RECORDS FOR PROCESSING:
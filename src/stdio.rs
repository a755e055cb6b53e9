use std::collections::VecDeque;
use std::io::{self, Read, Stdout, Write};
use std::sync::mpsc::{self, Receiver, TryRecvError};
use std::thread;

use embedded_hal_v0::serial;
use tracing::{debug, warn};

/// Bytes requested from stdin per read.
const CHUNK: usize = 256;

/// Serial-like byte channel over the process's standard input and output.
///
/// Standard input is read on a background thread and handed over through a
/// channel, so that reading from this side never blocks. When input ends, a
/// final newline is delivered so that an unterminated last line still
/// counts, and the channel reports itself closed once everything is read.
pub struct StdioChannel {
    rx: Receiver<Vec<u8>>,
    pending: VecDeque<u8>,
    closed: bool,
    stdout: Stdout,
}
impl StdioChannel {
    /// Starts the stdin reader thread.
    pub fn spawn() -> io::Result<Self> {
        let (tx, rx) = mpsc::channel();
        thread::Builder::new()
            .name("stdin-reader".into())
            .spawn(move || {
                let mut stdin = io::stdin().lock();
                let mut chunk = [0u8; CHUNK];
                loop {
                    match stdin.read(&mut chunk) {
                        Ok(0) => break,
                        Ok(n) => {
                            if tx.send(chunk[..n].to_vec()).is_err() {
                                return;
                            }
                        }
                        Err(e) if e.kind() == io::ErrorKind::Interrupted => {}
                        Err(e) => {
                            warn!("stdin read failed: {e}");
                            break;
                        }
                    }
                }
                debug!("stdin closed");
                let _ = tx.send(vec![b'\n']);
            })?;

        Ok(Self {
            rx,
            pending: VecDeque::new(),
            closed: false,
            stdout: io::stdout(),
        })
    }

    /// Input has ended and every byte of it has been read.
    pub fn is_closed(&self) -> bool {
        self.closed && self.pending.is_empty()
    }
}

impl serial::Read<u8> for StdioChannel {
    type Error = io::Error;

    fn read(&mut self) -> nb::Result<u8, Self::Error> {
        if self.pending.is_empty() && !self.closed {
            match self.rx.try_recv() {
                Ok(chunk) => self.pending.extend(chunk),
                Err(TryRecvError::Empty) => {}
                Err(TryRecvError::Disconnected) => self.closed = true,
            }
        }
        self.pending.pop_front().ok_or(nb::Error::WouldBlock)
    }
}

impl serial::Write<u8> for StdioChannel {
    type Error = io::Error;

    fn write(&mut self, word: u8) -> nb::Result<(), Self::Error> {
        self.stdout.write_all(&[word]).map_err(nb::Error::Other)
    }

    fn flush(&mut self) -> nb::Result<(), Self::Error> {
        self.stdout.flush().map_err(nb::Error::Other)
    }
}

TASK PROMPT:
Go through the entries above and report each line with the string "word" in it.

EXERCISE SOLUTION:
    fn write(&mut self, word: u8) -> nb::Result<(), Self::Error> {
        self.stdout.write_all(&[word]).map_err(nb::Error::Other)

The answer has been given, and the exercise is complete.